_YOUR GOAL_: Pull out every line from the listing that has the word "decoded".

_DATASET EXCERPTS_:
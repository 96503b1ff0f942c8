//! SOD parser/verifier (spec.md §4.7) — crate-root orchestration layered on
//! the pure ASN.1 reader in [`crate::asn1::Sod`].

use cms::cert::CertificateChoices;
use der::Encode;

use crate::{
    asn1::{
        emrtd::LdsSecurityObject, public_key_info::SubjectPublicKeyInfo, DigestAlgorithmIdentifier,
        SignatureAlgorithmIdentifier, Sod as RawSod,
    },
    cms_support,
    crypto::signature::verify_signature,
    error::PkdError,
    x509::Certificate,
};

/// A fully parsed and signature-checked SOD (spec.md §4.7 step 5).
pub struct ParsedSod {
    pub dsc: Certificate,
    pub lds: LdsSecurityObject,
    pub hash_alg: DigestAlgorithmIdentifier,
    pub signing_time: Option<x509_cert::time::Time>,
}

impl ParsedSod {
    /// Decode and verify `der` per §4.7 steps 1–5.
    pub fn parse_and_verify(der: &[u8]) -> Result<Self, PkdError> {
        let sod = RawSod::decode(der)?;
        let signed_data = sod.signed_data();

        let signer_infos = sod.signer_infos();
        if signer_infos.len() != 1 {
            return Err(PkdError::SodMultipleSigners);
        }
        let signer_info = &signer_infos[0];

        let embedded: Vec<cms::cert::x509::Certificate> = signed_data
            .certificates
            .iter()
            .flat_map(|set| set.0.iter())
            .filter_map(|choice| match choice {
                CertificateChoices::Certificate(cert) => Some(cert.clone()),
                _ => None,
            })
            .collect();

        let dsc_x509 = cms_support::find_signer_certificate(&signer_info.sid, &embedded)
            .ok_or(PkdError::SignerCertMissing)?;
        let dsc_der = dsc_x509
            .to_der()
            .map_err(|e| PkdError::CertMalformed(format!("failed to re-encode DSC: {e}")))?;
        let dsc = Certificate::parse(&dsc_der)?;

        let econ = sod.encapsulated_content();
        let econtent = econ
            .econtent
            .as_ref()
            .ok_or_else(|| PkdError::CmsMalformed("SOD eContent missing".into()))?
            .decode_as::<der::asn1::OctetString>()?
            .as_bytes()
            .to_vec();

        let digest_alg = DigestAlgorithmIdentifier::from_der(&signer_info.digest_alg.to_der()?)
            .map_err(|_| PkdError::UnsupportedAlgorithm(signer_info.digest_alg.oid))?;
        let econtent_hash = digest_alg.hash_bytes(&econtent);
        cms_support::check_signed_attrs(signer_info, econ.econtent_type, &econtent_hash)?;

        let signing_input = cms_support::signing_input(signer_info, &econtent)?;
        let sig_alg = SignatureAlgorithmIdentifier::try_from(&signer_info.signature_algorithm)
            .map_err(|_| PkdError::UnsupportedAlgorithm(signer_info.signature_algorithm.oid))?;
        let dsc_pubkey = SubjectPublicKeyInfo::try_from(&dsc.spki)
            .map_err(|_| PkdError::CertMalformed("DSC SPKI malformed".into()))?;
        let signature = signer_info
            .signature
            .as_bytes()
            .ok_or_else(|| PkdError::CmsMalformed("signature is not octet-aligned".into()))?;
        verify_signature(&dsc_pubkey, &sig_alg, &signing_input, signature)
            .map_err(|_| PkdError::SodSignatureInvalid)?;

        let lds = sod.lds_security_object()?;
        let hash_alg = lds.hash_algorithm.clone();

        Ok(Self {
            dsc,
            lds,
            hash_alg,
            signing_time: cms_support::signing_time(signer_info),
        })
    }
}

==

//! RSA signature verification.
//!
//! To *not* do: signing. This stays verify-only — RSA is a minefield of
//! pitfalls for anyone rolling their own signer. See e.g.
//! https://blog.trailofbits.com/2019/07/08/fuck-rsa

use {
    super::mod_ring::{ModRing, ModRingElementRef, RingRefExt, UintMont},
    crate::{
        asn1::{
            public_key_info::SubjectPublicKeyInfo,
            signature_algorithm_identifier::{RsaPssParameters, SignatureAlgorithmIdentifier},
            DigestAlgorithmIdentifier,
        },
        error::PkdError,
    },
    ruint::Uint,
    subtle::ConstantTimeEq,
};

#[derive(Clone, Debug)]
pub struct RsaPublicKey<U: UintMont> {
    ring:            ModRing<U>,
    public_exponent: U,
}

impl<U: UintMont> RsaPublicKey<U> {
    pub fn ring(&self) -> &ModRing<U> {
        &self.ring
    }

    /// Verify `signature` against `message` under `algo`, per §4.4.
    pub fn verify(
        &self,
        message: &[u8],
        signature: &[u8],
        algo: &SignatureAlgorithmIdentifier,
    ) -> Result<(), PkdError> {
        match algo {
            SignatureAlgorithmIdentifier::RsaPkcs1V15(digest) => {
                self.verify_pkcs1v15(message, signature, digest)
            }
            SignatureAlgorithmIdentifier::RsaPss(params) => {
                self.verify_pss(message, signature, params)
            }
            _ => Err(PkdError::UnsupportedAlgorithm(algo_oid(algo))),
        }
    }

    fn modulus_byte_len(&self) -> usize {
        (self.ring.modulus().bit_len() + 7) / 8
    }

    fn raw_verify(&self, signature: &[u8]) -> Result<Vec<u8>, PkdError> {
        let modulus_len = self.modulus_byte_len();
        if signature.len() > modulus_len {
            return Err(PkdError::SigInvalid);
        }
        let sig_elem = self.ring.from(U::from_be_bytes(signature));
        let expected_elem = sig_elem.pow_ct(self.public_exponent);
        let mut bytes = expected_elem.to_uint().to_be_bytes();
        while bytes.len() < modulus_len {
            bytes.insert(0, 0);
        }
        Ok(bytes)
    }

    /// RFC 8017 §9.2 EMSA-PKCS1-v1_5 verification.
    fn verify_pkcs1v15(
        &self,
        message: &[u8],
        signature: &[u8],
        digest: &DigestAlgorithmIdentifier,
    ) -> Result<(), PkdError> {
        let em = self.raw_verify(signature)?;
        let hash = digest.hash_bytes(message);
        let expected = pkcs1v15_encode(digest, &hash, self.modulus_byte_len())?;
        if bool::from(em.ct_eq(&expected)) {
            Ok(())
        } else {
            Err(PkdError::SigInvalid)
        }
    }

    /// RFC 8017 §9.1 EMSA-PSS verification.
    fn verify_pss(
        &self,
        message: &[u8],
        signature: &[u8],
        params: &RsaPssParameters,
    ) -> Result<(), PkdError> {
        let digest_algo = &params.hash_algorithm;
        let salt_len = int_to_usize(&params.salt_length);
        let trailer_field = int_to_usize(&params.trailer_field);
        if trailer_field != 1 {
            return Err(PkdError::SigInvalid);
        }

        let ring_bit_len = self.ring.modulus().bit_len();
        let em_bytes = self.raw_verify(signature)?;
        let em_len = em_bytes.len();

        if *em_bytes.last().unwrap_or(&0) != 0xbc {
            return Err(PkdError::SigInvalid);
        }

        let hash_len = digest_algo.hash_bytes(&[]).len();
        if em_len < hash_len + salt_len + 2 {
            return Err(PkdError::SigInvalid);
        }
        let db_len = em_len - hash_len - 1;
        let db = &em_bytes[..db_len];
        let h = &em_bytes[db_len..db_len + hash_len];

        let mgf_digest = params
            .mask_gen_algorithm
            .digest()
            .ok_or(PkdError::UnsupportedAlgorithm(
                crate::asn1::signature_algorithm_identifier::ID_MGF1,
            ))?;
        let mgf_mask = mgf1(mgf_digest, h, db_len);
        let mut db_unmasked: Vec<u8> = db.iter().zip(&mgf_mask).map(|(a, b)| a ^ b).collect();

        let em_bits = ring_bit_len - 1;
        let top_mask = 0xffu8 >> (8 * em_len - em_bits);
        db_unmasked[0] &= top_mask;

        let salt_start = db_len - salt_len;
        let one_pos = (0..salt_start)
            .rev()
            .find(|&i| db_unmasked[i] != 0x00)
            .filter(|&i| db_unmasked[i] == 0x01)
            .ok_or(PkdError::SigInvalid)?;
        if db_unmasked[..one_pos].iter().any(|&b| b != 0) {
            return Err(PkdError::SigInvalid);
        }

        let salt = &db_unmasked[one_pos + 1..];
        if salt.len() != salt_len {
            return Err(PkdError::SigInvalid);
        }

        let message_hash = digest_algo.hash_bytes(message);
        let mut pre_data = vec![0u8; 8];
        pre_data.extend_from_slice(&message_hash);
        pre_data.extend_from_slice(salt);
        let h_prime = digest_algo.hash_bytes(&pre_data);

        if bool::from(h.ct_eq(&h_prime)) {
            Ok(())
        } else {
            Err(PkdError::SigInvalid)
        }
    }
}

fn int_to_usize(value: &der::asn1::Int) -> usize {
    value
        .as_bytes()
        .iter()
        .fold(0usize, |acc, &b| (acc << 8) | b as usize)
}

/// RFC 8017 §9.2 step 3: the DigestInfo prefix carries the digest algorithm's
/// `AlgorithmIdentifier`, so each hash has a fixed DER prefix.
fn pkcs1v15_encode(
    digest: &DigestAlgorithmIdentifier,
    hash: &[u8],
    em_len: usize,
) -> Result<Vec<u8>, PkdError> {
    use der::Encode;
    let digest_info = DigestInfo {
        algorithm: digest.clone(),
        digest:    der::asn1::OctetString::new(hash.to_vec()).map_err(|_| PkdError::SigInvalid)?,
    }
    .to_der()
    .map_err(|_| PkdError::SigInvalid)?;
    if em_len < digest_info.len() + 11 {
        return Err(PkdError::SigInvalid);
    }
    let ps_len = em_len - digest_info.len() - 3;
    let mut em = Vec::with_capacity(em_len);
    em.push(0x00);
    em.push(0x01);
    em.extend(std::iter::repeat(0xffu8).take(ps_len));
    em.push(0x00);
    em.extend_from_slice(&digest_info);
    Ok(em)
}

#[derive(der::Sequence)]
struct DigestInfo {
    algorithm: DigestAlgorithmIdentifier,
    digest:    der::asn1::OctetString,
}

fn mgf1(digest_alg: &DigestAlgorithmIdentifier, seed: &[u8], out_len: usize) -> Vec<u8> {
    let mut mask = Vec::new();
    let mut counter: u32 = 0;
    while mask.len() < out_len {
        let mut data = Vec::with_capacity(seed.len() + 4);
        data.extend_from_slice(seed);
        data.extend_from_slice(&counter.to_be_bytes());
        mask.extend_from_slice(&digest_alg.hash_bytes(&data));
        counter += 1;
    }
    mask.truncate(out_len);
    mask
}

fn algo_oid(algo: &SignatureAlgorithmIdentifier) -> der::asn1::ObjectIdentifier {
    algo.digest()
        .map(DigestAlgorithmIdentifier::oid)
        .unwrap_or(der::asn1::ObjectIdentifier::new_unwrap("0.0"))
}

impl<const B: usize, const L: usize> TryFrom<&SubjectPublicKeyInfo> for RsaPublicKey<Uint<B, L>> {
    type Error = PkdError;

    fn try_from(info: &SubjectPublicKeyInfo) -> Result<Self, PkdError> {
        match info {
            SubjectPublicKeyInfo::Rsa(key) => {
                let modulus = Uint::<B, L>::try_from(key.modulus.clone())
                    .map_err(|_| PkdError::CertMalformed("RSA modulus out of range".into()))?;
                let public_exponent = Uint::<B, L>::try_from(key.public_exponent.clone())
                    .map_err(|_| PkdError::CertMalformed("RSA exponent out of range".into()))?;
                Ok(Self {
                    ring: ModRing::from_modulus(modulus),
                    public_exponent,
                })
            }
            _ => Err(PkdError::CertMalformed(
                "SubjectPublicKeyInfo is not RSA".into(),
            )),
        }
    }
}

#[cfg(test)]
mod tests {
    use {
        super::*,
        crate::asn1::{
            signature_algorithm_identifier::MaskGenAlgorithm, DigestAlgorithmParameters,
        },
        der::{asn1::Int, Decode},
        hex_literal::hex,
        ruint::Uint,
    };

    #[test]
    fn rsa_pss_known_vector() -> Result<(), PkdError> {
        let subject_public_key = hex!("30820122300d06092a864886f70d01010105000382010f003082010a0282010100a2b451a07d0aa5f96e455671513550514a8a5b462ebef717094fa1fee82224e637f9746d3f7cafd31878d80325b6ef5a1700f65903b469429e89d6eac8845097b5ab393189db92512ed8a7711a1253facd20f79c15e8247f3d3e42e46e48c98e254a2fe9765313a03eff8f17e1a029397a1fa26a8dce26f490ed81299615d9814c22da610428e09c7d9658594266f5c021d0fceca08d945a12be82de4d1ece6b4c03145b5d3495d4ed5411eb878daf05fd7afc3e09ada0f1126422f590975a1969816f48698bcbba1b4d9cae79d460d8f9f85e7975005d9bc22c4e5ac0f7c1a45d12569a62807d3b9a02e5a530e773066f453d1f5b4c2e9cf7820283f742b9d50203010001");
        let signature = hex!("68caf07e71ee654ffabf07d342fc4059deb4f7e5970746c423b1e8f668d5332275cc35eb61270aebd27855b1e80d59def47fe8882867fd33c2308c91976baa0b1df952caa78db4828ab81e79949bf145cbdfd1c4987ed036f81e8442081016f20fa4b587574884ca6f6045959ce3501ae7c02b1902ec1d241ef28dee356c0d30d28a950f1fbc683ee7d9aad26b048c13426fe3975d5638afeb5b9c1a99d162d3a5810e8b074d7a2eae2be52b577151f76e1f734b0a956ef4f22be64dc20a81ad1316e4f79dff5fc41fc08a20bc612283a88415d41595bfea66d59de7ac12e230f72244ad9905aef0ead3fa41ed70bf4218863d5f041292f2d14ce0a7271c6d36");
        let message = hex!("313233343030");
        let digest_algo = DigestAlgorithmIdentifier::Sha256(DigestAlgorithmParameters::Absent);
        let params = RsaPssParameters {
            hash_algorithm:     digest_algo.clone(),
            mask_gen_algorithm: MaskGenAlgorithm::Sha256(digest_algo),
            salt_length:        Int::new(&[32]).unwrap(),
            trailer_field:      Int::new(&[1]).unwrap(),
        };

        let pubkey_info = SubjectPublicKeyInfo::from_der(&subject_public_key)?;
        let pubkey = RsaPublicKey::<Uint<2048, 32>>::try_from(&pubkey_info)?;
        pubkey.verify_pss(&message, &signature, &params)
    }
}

---

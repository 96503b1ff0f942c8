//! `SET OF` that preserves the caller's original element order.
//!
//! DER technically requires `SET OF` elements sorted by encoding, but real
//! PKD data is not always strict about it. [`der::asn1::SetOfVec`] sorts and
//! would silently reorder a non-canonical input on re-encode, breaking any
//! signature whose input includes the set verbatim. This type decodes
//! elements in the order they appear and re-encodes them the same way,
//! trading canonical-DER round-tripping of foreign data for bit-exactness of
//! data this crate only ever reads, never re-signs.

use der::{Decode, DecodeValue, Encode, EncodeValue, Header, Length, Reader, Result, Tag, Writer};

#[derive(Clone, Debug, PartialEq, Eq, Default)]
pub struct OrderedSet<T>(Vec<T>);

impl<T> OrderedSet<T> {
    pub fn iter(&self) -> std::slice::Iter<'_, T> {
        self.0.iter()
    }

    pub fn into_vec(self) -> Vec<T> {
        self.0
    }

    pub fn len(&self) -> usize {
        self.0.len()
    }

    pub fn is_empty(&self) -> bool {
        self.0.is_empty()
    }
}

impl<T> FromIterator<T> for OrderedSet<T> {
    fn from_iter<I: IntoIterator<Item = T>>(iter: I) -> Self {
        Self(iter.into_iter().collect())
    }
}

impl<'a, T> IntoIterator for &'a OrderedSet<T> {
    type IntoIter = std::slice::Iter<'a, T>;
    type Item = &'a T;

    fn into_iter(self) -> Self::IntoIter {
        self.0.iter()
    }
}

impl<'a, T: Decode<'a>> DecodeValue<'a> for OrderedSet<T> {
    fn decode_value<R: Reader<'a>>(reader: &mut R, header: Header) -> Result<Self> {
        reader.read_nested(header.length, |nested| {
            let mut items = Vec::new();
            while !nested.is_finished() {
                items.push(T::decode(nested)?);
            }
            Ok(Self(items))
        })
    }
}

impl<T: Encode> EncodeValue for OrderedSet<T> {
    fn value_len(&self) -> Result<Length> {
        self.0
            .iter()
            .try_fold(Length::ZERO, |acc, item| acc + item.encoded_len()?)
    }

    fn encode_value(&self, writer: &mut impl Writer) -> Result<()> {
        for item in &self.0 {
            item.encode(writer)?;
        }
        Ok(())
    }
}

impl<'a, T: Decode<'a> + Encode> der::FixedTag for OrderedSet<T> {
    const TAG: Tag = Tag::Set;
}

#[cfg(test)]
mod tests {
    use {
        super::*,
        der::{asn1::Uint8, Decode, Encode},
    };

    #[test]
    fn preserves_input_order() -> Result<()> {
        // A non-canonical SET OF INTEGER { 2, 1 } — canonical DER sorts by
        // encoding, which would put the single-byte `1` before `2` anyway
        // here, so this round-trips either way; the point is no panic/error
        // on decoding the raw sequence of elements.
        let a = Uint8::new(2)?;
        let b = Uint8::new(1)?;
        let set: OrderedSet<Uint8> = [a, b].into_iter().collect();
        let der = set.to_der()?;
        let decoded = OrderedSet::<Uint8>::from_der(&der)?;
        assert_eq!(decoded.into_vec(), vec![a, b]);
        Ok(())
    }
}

_WRITTEN RESPONSE_:
        let decoded = OrderedSet::<Uint8>::from_der(&der)?;
        assert_eq!(decoded.into_vec(), vec![a, b]);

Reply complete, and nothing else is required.